R0042/2026-03-28/Q002 — ACH Matrix¶
Matrix¶
| H1: Behavioral customization is documented | H2: Not documented, limited to traditional | H3: General customization documented, sycophancy not | |
|---|---|---|---|
| SRC01-E01: MIT sycophancy-personalization research | -- | + | ++ |
| SRC02-E01: Premise governance framework | -- | + | ++ |
| SRC03-E01: Persona vectors capability | - | + | ++ |
| SRC04-E01: TrueFoundry "output behavior" | - | - | ++ |
Legend:
- ++ Strongly supports
- + Supports
- -- Strongly contradicts
- - Contradicts
- N/A Not applicable to this hypothesis
Diagnosticity Analysis¶
Most Diagnostic Evidence¶
| Evidence ID | Why Diagnostic |
|---|---|
| SRC04-E01 | The closest evidence to H1 (behavioral control language in a vendor source) still falls short of naming sycophancy — this is highly diagnostic because if behavioral customization were a real enterprise motivation, it would appear here |
Least Diagnostic Evidence¶
| Evidence ID | Why Non-Diagnostic |
|---|---|
| SRC03-E01 | Persona vectors demonstrate technical capability but say nothing about enterprise demand — consistent with all three hypotheses |
Outcome¶
Hypothesis supported: H3 — General customization is documented but sycophancy-specific control is not.
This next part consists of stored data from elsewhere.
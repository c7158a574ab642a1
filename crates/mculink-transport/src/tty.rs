use std::path::Path;
use std::time::Duration;

use serialport::{DataBits, FlowControl, Parity, StopBits};
use tracing::info;

use crate::error::{Result, TransportError};
use crate::stream::SerialStream;

/// Open a tty device in raw 8N1 mode at `baud`.
///
/// Non-standard rates such as 250000 are set through the platform's
/// arbitrary-speed interface. USB CDC devices ignore the rate entirely.
pub fn open_serial(path: impl AsRef<Path>, baud: u32) -> Result<SerialStream> {
    let path = path.as_ref();
    if baud == 0 {
        return Err(TransportError::UnsupportedBaud(baud));
    }

    let port = serialport::new(path.to_string_lossy(), baud)
        .data_bits(DataBits::Eight)
        .stop_bits(StopBits::One)
        .parity(Parity::None)
        .flow_control(FlowControl::None)
        .timeout(Duration::ZERO)
        .open_native()
        .map_err(|err| match err.kind() {
            serialport::ErrorKind::InvalidInput => TransportError::Configure {
                path: path.to_path_buf(),
                source: err.into(),
            },
            _ => TransportError::Open {
                path: path.to_path_buf(),
                source: err.into(),
            },
        })?;

    info!(?path, baud, "opened serial device");
    Ok(SerialStream::from_tty(port))
}
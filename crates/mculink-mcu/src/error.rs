use mculink_dict::DictError;
use mculink_queue::QueueError;
use mculink_transport::TransportError;

/// Errors from an MCU connection.
#[derive(Debug, thiserror::Error)]
pub enum McuError {
    /// Transport-level error.
    #[error("transport error: {0}")]
    Transport(#[from] TransportError),

    /// Command transport error.
    #[error("queue error: {0}")]
    Queue(#[from] QueueError),

    /// Dictionary or encoding error.
    #[error("dictionary error: {0}")]
    Dict(#[from] DictError),

    /// No matching response arrived in time.
    #[error("mcu '{mcu}': timeout waiting for '{response}'")]
    Timeout { mcu: String, response: String },

    /// A response lacked a field the host depends on.
    #[error("mcu '{mcu}': '{message}' response missing '{field}'")]
    MissingField {
        mcu: String,
        message: String,
        field: String,
    },

    /// The identify handshake failed.
    #[error("mcu '{mcu}': identify failed: {reason}")]
    Identify { mcu: String, reason: String },

    /// The connection has been closed.
    #[error("mcu '{mcu}': disconnected")]
    Disconnected { mcu: String },

    /// Wraps an error raised while connecting, naming the MCU.
    #[error("mcu '{mcu}': unable to connect: {source}")]
    Connect {
        mcu: String,
        #[source]
        source: Box<McuError>,
    },
}

impl McuError {
    pub(crate) fn connect(mcu: &str, source: McuError) -> Self {
        match source {
            already @ McuError::Connect { .. } => already,
            other => McuError::Connect {
                mcu: mcu.to_string(),
                source: Box::new(other),
            },
        }
    }
}

pub type Result<T> = std::result::Result<T, McuError>;
/// CRC16-CCITT as computed by the firmware (reflected, seeded 0xFFFF).
///
/// The intermediate is 8 bits wide: `data << 4` drops the high
/// nibble exactly as the firmware's `uint8_t` arithmetic does.
pub fn crc16_ccitt(buf: &[u8]) -> u16 {
    let mut crc: u16 = 0xffff;
    for &byte in buf {
        let mut data = byte ^ (crc & 0xff) as u8;
        data ^= data << 4;
        let data = u16::from(data);
        crc = ((data << 8) | (crc >> 8)) ^ (data >> 4) ^ (data << 3);
    }
    crc
}
use std::io::ErrorKind;
use std::os::fd::{AsRawFd, RawFd};
use std::sync::Arc;
use std::time::Duration;

use mio::unix::SourceFd;
use mio::{Events, Interest, Poll, Token};

use crate::error::Result;

const SERIAL: Token = Token(0);
const WAKE: Token = Token(1);

/// Which sources became ready during a [`Poller::wait`].
#[derive(Debug, Clone, Copy, Default, PartialEq, Eq)]
pub struct Readiness {
    /// The serial descriptor has bytes to read (or hung up).
    pub readable: bool,
    /// Another thread called [`Waker::wake`].
    pub woken: bool,
}

/// Waits for serial input, a deadline, or an explicit wake.
///
/// Readiness is edge-triggered: after `readable` the caller must read until
/// `WouldBlock` or it will not be told about the remaining bytes.
#[derive(Debug)]
pub struct Poller {
    poll: Poll,
    events: Events,
    serial_fd: RawFd,
    waker: Waker,
}

/// Cloneable handle that interrupts a blocked [`Poller::wait`].
#[derive(Debug, Clone)]
pub struct Waker {
    inner: Arc<mio::Waker>,
}

impl Waker {
    /// Interrupt the poller. Extra wakes coalesce.
    pub fn wake(&self) {
        if let Err(err) = self.inner.wake() {
            tracing::debug!(%err, "wake failed");
        }
    }
}

impl Poller {
    /// Build a poller for `serial` (anything with a raw descriptor).
    ///
    /// The descriptor must outlive the poller.
    pub fn new(serial: &impl AsRawFd) -> Result<Self> {
        let poll = Poll::new()?;
        let serial_fd = serial.as_raw_fd();
        poll.registry()
            .register(&mut SourceFd(&serial_fd), SERIAL, Interest::READABLE)?;
        let waker = Waker {
            inner: Arc::new(mio::Waker::new(poll.registry(), WAKE)?),
        };
        Ok(Self {
            poll,
            events: Events::with_capacity(4),
            serial_fd,
            waker,
        })
    }

    /// A handle other threads use to interrupt [`Poller::wait`].
    pub fn waker(&self) -> Waker {
        self.waker.clone()
    }

    /// Block until the serial fd is readable, a wake arrives, or `timeout`
    /// elapses. `None` waits indefinitely.
    pub fn wait(&mut self, timeout: Option<Duration>) -> Result<Readiness> {
        match self.poll.poll(&mut self.events, timeout) {
            Ok(()) => {}
            Err(err) if err.kind() == ErrorKind::Interrupted => return Ok(Readiness::default()),
            Err(err) => return Err(err.into()),
        }

        let mut readiness = Readiness::default();
        for event in self.events.iter() {
            match event.token() {
                SERIAL => {
                    readiness.readable |=
                        event.is_readable() || event.is_read_closed() || event.is_error();
                }
                WAKE => readiness.woken = true,
                _ => {}
            }
        }
        Ok(readiness)
    }
}

impl Drop for Poller {
    fn drop(&mut self) {
        let _ = self
            .poll
            .registry()
            .deregister(&mut SourceFd(&self.serial_fd));
    }
}

#[cfg(test)]
mod tests {
    use std::io::Write;
    use std::os::unix::net::UnixStream;
    use std::time::Instant;

    use super::*;

    #[test]
    fn timeout_without_activity() {
        let (a, _b) = UnixStream::pair().unwrap();
        let mut poller = Poller::new(&a).unwrap();

        let start = Instant::now();
        let ready = poller.wait(Some(Duration::from_millis(20))).unwrap();
        assert_eq!(ready, Readiness::default());
        assert!(start.elapsed() >= Duration::from_millis(15));
    }

    #[test]
    fn serial_input_reported() {
        let (a, mut b) = UnixStream::pair().unwrap();
        let mut poller = Poller::new(&a).unwrap();

        b.write_all(b"\x7e").unwrap();
        let ready = poller.wait(Some(Duration::from_secs(1))).unwrap();
        assert!(ready.readable);
        assert!(!ready.woken);
    }

    #[test]
    fn wake_from_other_thread() {
        let (a, _b) = UnixStream::pair().unwrap();
        let mut poller = Poller::new(&a).unwrap();
        let waker = poller.waker();

        let handle = std::thread::spawn(move || {
            std::thread::sleep(Duration::from_millis(10));
            waker.wake();
            waker.wake();
        });

        let ready = poller.wait(Some(Duration::from_secs(5))).unwrap();
        assert!(ready.woken);
        handle.join().unwrap();

        // Pick up a second wake that may have landed after the first drain.
        poller.wait(Some(Duration::from_millis(5))).unwrap();
        let ready = poller.wait(Some(Duration::from_millis(5))).unwrap();
        assert!(!ready.woken);
    }
}
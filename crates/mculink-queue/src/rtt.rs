//! Round-trip time estimation for retransmission decisions.
//!
//! Smoothed RTT and variance follow the RFC 6298 recurrences, with a
//! pessimistic first sample so early retransmits are not spurious.

/// Timing constants, in seconds.
pub mod constants {
    /// Lower bound on the retransmission timeout.
    pub const MIN_RTO: f64 = 0.025;
    /// Upper bound on the retransmission timeout.
    pub const MAX_RTO: f64 = 5.000;
    /// Timeout before any sample has been taken.
    pub const INITIAL_RTO: f64 = MIN_RTO;
    /// Floor for the variance term of the timeout.
    pub const MIN_RTTVAR_TERM: f64 = 0.001;
    /// The first sample is scaled up to seed SRTT conservatively.
    pub const FIRST_SAMPLE_SCALE: f64 = 10.0;
}

use constants::*;

/// RTT estimator (RFC 6298 shaped).
#[derive(Debug, Clone)]
pub struct RttEstimator {
    srtt: f64,
    rttvar: f64,
    rto: f64,
    initialized: bool,
}

impl Default for RttEstimator {
    fn default() -> Self {
        Self::new()
    }
}

impl RttEstimator {
    pub fn new() -> Self {
        Self {
            srtt: 0.0,
            rttvar: 0.0,
            rto: INITIAL_RTO,
            initialized: false,
        }
    }

    /// Feed one round-trip sample (seconds).
    ///
    /// First sample: `SRTT = 10 * R`, `RTTVAR = R / 2`.
    /// Later: `RTTVAR = (3 * RTTVAR + |SRTT - R|) / 4`, `SRTT = (7 * SRTT + R) / 8`.
    /// Then `RTO = SRTT + max(4 * RTTVAR, 1ms)` clamped to `[MIN_RTO, MAX_RTO]`.
    pub fn update(&mut self, sample: f64) {
        let sample = sample.max(0.0);
        if self.initialized {
            self.rttvar = (3.0 * self.rttvar + (self.srtt - sample).abs()) / 4.0;
            self.srtt = (7.0 * self.srtt + sample) / 8.0;
        } else {
            self.rttvar = sample / 2.0;
            self.srtt = sample * FIRST_SAMPLE_SCALE;
            self.initialized = true;
        }
        let var_term = (4.0 * self.rttvar).max(MIN_RTTVAR_TERM);
        self.rto = (self.srtt + var_term).clamp(MIN_RTO, MAX_RTO);
    }

    pub fn srtt(&self) -> f64 {
        self.srtt
    }

    pub fn rttvar(&self) -> f64 {
        self.rttvar
    }

    pub fn rto(&self) -> f64 {
        self.rto
    }

    pub fn is_initialized(&self) -> bool {
        self.initialized
    }

    /// Double the timeout after a timed-out retransmission.
    pub fn backoff(&mut self) {
        self.rto = (self.rto * 2.0).min(MAX_RTO);
    }
}
//! Variable-length integers, the only integer representation on the wire.
//!
//! Values are treated as 32-bit two's complement, sent most significant
//! 7-bit group first with bit 7 marking continuation. A first byte with
//! bits 5 and 6 both set starts a negative value.

use bytes::BufMut;

use crate::error::{FrameError, Result};

/// Longest encoding of a 32-bit value.
pub const MAX_ENCODED_LEN: usize = 5;

/// Number of bytes [`encode`] will produce for `value`.
pub fn encoded_len(value: i32) -> usize {
    let v = i64::from(value);
    match v {
        v if !(-0x4000000..0xc000000).contains(&v) => 5,
        v if !(-0x80000..0x180000).contains(&v) => 4,
        v if !(-0x1000..0x3000).contains(&v) => 3,
        v if !(-0x20..0x60).contains(&v) => 2,
        _ => 1,
    }
}

/// Append `value` using the minimal number of bytes.
pub fn encode<B: BufMut>(value: i32, dst: &mut B) {
    let len = encoded_len(value);
    for group in (1..len).rev() {
        dst.put_u8(((value >> (7 * group)) & 0x7f) as u8 | 0x80);
    }
    dst.put_u8((value & 0x7f) as u8);
}

/// Append an unsigned value; it shares the signed encoding of its bit pattern.
pub fn encode_u32<B: BufMut>(value: u32, dst: &mut B) {
    encode(value as i32, dst)
}

/// Decode one value starting at `*pos`, advancing `*pos` past it.
///
/// Returns the raw 32-bit pattern; callers choose the signed or unsigned view.
pub fn decode_raw(src: &[u8], pos: &mut usize) -> Result<u32> {
    let start = *pos;
    let mut c = *src.get(*pos).ok_or(FrameError::Truncated { offset: start })?;
    *pos += 1;
    let mut v = u32::from(c & 0x7f);
    if c & 0x60 == 0x60 {
        v |= !0x1f;
    }
    while c & 0x80 != 0 {
        if *pos - start >= MAX_ENCODED_LEN {
            return Err(FrameError::Overlong { offset: start });
        }
        c = *src.get(*pos).ok_or(FrameError::Truncated { offset: start })?;
        *pos += 1;
        v = (v << 7) | u32::from(c & 0x7f);
    }
    Ok(v)
}

/// Decode an unsigned value.
pub fn decode_u32(src: &[u8], pos: &mut usize) -> Result<u32> {
    decode_raw(src, pos)
}

/// Decode a signed value.
pub fn decode_i32(src: &[u8], pos: &mut usize) -> Result<i32> {
    decode_raw(src, pos).map(|v| v as i32)
}
use bytes::{BufMut, Bytes, BytesMut};

use crate::crc::crc16_ccitt;
use crate::error::{FrameError, Result};
use crate::sequence::wire_seq;

/// Smallest block: header + trailer with an empty payload (ACK/NAK).
pub const MESSAGE_MIN: usize = 5;
/// Largest block on the wire.
pub const MESSAGE_MAX: usize = 64;
/// Length byte + sequence byte.
pub const MESSAGE_HEADER_SIZE: usize = 2;
/// CRC (2) + sync (1).
pub const MESSAGE_TRAILER_SIZE: usize = 3;
/// Largest payload a single block can carry.
pub const MESSAGE_PAYLOAD_MAX: usize = MESSAGE_MAX - MESSAGE_MIN;
/// Mask for the sequence nibble.
pub const MESSAGE_SEQ_MASK: u8 = 0x0f;
/// Destination bit carried in every sequence byte.
pub const MESSAGE_DEST: u8 = 0x10;
/// Block terminator and resynchronization marker.
pub const MESSAGE_SYNC: u8 = 0x7e;

const MESSAGE_POS_LEN: usize = 0;
const MESSAGE_POS_SEQ: usize = 1;
const MESSAGE_TRAILER_CRC: usize = 3;
const MESSAGE_TRAILER_SYNC: usize = 1;

/// A validated block as received from the wire.
#[derive(Debug, Clone, PartialEq, Eq)]
pub struct Block {
    raw: Bytes,
}

impl Block {
    /// Wrap bytes that [`BlockChecker::check`] reported as a valid block.
    pub fn from_validated(raw: Bytes) -> Self {
        Self { raw }
    }

    /// Sequence nibble carried by the block.
    pub fn seq(&self) -> u8 {
        self.raw[MESSAGE_POS_SEQ] & MESSAGE_SEQ_MASK
    }

    /// Message bytes between header and trailer.
    pub fn payload(&self) -> &[u8] {
        &self.raw[MESSAGE_HEADER_SIZE..self.raw.len() - MESSAGE_TRAILER_SIZE]
    }

    /// Total wire length.
    pub fn len(&self) -> usize {
        self.raw.len()
    }

    /// A block always carries at least header and trailer.
    pub fn is_empty(&self) -> bool {
        false
    }

    /// True for header+trailer-only blocks (ACK/NAK).
    pub fn is_ack(&self) -> bool {
        self.raw.len() == MESSAGE_MIN
    }

    /// The full block including header and trailer.
    pub fn as_bytes(&self) -> &Bytes {
        &self.raw
    }
}

/// Encode a block into the wire format.
///
/// Wire format:
/// ```text
/// ┌─────────┬──────────────┬────────────────┬────────────┬──────┐
/// │ Len (1) │ 0x10|seq (1) │ Payload (0-59) │ CRC16 (BE) │ 0x7E │
/// └─────────┴──────────────┴────────────────┴────────────┴──────┘
/// ```
pub fn encode_block(seq: u64, payload: &[u8], dst: &mut BytesMut) -> Result<()> {
    if payload.len() > MESSAGE_PAYLOAD_MAX {
        return Err(FrameError::PayloadTooLarge {
            size: payload.len(),
            max: MESSAGE_PAYLOAD_MAX,
        });
    }
    let start = dst.len();
    let len = payload.len() + MESSAGE_MIN;
    dst.reserve(len);
    dst.put_u8(len as u8);
    dst.put_u8(wire_seq(seq));
    dst.put_slice(payload);
    let crc = crc16_ccitt(&dst[start..]);
    dst.put_u16(crc);
    dst.put_u8(MESSAGE_SYNC);
    Ok(())
}

/// Outcome of inspecting the front of a receive buffer.
#[derive(Debug, Clone, Copy, PartialEq, Eq)]
pub enum BlockCheck {
    /// Not enough bytes to decide.
    NeedMore,
    /// A complete, CRC-valid block of this length starts at offset 0.
    Valid(usize),
    /// Drop this many leading bytes and check again.
    Discard(usize),
}

impl BlockCheck {
    /// The classic signed encoding: 0, +length, or -discard.
    pub fn as_signed(self) -> isize {
        match self {
            BlockCheck::NeedMore => 0,
            BlockCheck::Valid(len) => len as isize,
            BlockCheck::Discard(n) => -(n as isize),
        }
    }
}

/// Incremental validator for the front of a receive buffer.
///
/// After a discard that found no sync byte the checker stays in "need sync"
/// mode, rejecting everything up to the next sync byte so a stray length
/// byte cannot be taken for the start of a block.
#[derive(Debug, Default, Clone)]
pub struct BlockChecker {
    need_sync: bool,
}

impl BlockChecker {
    pub fn new() -> Self {
        Self::default()
    }

    /// Whether the checker is waiting for a sync byte.
    pub fn need_sync(&self) -> bool {
        self.need_sync
    }

    /// Inspect `buf`, which must start where the previous check left off.
    pub fn check(&mut self, buf: &[u8]) -> BlockCheck {
        if buf.len() < MESSAGE_MIN {
            return BlockCheck::NeedMore;
        }
        if !self.need_sync {
            match validate(buf) {
                Some(BlockCheck::Discard(_)) | None => {}
                Some(result) => return result,
            }
        }
        match buf.iter().position(|&b| b == MESSAGE_SYNC) {
            Some(pos) => {
                self.need_sync = false;
                BlockCheck::Discard(pos + 1)
            }
            None => {
                self.need_sync = true;
                BlockCheck::Discard(buf.len())
            }
        }
    }
}

// `None` means the header or trailer is wrong and the caller must resync.
fn validate(buf: &[u8]) -> Option<BlockCheck> {
    let len = buf[MESSAGE_POS_LEN] as usize;
    if !(MESSAGE_MIN..=MESSAGE_MAX).contains(&len) {
        return None;
    }
    if buf[MESSAGE_POS_SEQ] & !MESSAGE_SEQ_MASK != MESSAGE_DEST {
        return None;
    }
    if buf.len() < len {
        return Some(BlockCheck::NeedMore);
    }
    if buf[len - MESSAGE_TRAILER_SYNC] != MESSAGE_SYNC {
        return None;
    }
    let wire_crc = u16::from_be_bytes([
        buf[len - MESSAGE_TRAILER_CRC],
        buf[len - MESSAGE_TRAILER_CRC + 1],
    ]);
    if crc16_ccitt(&buf[..len - MESSAGE_TRAILER_SIZE]) != wire_crc {
        return None;
    }
    Some(BlockCheck::Valid(len))
}

#[cfg(test)]
mod tests {
    use super::*;

    fn block(seq: u64, payload: &[u8]) -> Vec<u8> {
        let mut buf = BytesMut::new();
        encode_block(seq, payload, &mut buf).unwrap();
        buf.to_vec()
    }

    #[test]
    fn encode_known_blocks() {
        assert_eq!(block(0, &[]), [0x05, 0x10, 0x9e, 0x81, 0x7e]);
        assert_eq!(block(1, &[]), [0x05, 0x11, 0x8f, 0x08, 0x7e]);
        assert_eq!(
            block(1, &[0x01, 0x00, 0x28]),
            [0x08, 0x11, 0x01, 0x00, 0x28, 0x42, 0x24, 0x7e]
        );
        // Only the low nibble of the counter reaches the wire.
        assert_eq!(block(0x13, &[1, 2, 3])[1], 0x13);
        assert_eq!(block(0x23, &[1, 2, 3]), block(3, &[1, 2, 3]));
    }

    #[test]
    fn check_accepts_encoded_block() {
        for len in [0usize, 1, 17, MESSAGE_PAYLOAD_MAX] {
            let payload: Vec<u8> = (0..len as u8).collect();
            let wire = block(7, &payload);
            let mut checker = BlockChecker::new();
            assert_eq!(checker.check(&wire), BlockCheck::Valid(len + MESSAGE_MIN));
            assert_eq!(checker.check(&wire).as_signed(), (len + MESSAGE_MIN) as isize);
        }
    }

    #[test]
    fn oversized_payload_rejected() {
        let mut buf = BytesMut::new();
        let err = encode_block(0, &[0u8; MESSAGE_PAYLOAD_MAX + 1], &mut buf).unwrap_err();
        assert!(matches!(err, FrameError::PayloadTooLarge { size: 60, max: 59 }));
        assert!(buf.is_empty());
    }

    #[test]
    fn any_single_byte_corruption_fails() {
        let wire = block(2, b"heater_set");
        for idx in MESSAGE_HEADER_SIZE..wire.len() - MESSAGE_TRAILER_SIZE {
            for flip in [0x01u8, 0x80, 0xff] {
                let mut corrupt = wire.clone();
                corrupt[idx] ^= flip;
                let mut checker = BlockChecker::new();
                assert!(
                    matches!(checker.check(&corrupt), BlockCheck::Discard(_)),
                    "byte {idx} flip {flip:#x} slipped through"
                );
            }
        }
    }

    #[test]
    fn garbage_prefix_discarded_exactly() {
        let garbage = [0x33u8, 0x00, 0x91, 0x42];
        let wire = block(4, &[9, 8, 7]);
        let mut buf = garbage.to_vec();
        buf.push(MESSAGE_SYNC);
        buf.extend_from_slice(&wire);

        let mut checker = BlockChecker::new();
        assert_eq!(checker.check(&buf), BlockCheck::Discard(garbage.len() + 1));
        assert_eq!(
            checker.check(&buf[garbage.len() + 1..]),
            BlockCheck::Valid(wire.len())
        );
    }

    #[test]
    fn short_buffer_needs_more() {
        let wire = block(4, &[1, 2, 3, 4, 5, 6]);
        let mut checker = BlockChecker::new();
        assert_eq!(checker.check(&wire[..3]), BlockCheck::NeedMore);
        assert_eq!(checker.check(&wire[..wire.len() - 1]), BlockCheck::NeedMore);
        assert_eq!(checker.check(&wire), BlockCheck::Valid(wire.len()));
    }

    #[test]
    fn need_sync_rejects_until_sync_byte() {
        let mut checker = BlockChecker::new();
        let noise = [0x01u8, 0x02, 0x03, 0x04, 0x05, 0x06];
        assert_eq!(checker.check(&noise), BlockCheck::Discard(noise.len()));
        assert!(checker.need_sync());

        // A well-formed block is still dropped up to its sync byte while resyncing.
        let wire = block(0, &[]);
        assert_eq!(checker.check(&wire), BlockCheck::Discard(wire.len()));
        assert!(!checker.need_sync());
        assert_eq!(checker.check(&wire), BlockCheck::Valid(wire.len()));
    }

    #[test]
    fn bad_header_fields() {
        let mut checker = BlockChecker::new();
        // Length below minimum.
        assert_eq!(checker.check(&[0x04, 0x10, 0, 0, 0x7e]), BlockCheck::Discard(5));
        // Missing destination bit.
        let mut wire = block(0, &[]);
        wire[1] = 0x00;
        assert_eq!(checker.check(&wire), BlockCheck::Discard(5));
        // Length above maximum.
        let mut long = vec![65u8, 0x10];
        long.extend_from_slice(&[0; 10]);
        assert!(matches!(checker.check(&long), BlockCheck::Discard(12)));
        assert!(checker.need_sync());
    }

    #[test]
    fn block_accessors() {
        let wire = block(0x1a, &[0x20, 0x21]);
        let blk = Block::from_validated(Bytes::from(wire));
        assert_eq!(blk.seq(), 0x0a);
        assert_eq!(blk.payload(), &[0x20, 0x21]);
        assert_eq!(blk.len(), 7);
        assert!(!blk.is_ack());
    }
}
The word "customization" in enterprise sources means something different from what sycophancy researchers mean by "behavioral control."
Hypotheses eliminated: H1 — No evidence supports behavioral customization as a documented enterprise motivation.
Hypotheses inconclusive: H2 — Partially supported but slightly overstates the constraint by implying the conversation is limited to only three topics.